• [Exercise] Every line containing "impl" should be identified and copied from the data below.

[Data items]

Segment Open

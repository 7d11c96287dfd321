use serde::{Deserialize, Serialize};

use crate::types::Vid;

/// Edge in transit from the inserting process to its storage process.
#[derive(Clone, Debug, PartialEq, Serialize, Deserialize)]
pub struct EdgeRecord<E> {
    /// Global id of the source vertex.
    pub source: Vid,
    /// Global id of the target vertex.
    pub target: Vid,
    /// Edge payload.
    pub data: E,
}

/// Vertex payload in transit from the inserting process to the owner.
#[derive(Clone, Debug, PartialEq, Serialize, Deserialize)]
pub struct VertexDataRecord<V> {
    /// Global id of the vertex.
    pub vid: Vid,
    /// Vertex payload.
    pub data: V,
}

impl<E> EdgeRecord<E> {
    /// Bundles an edge for transport.
    pub fn new(source: Vid, target: Vid, data: E) -> Self {
        Self {
            source,
            target,
            data,
        }
    }
}

impl<V> VertexDataRecord<V> {
    /// Bundles a vertex payload for transport.
    pub fn new(vid: Vid, data: V) -> Self {
        Self { vid, data }
    }
}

Segment Closed

• [Result of the task]
impl<E> EdgeRecord<E> {
impl<V> VertexDataRecord<V> {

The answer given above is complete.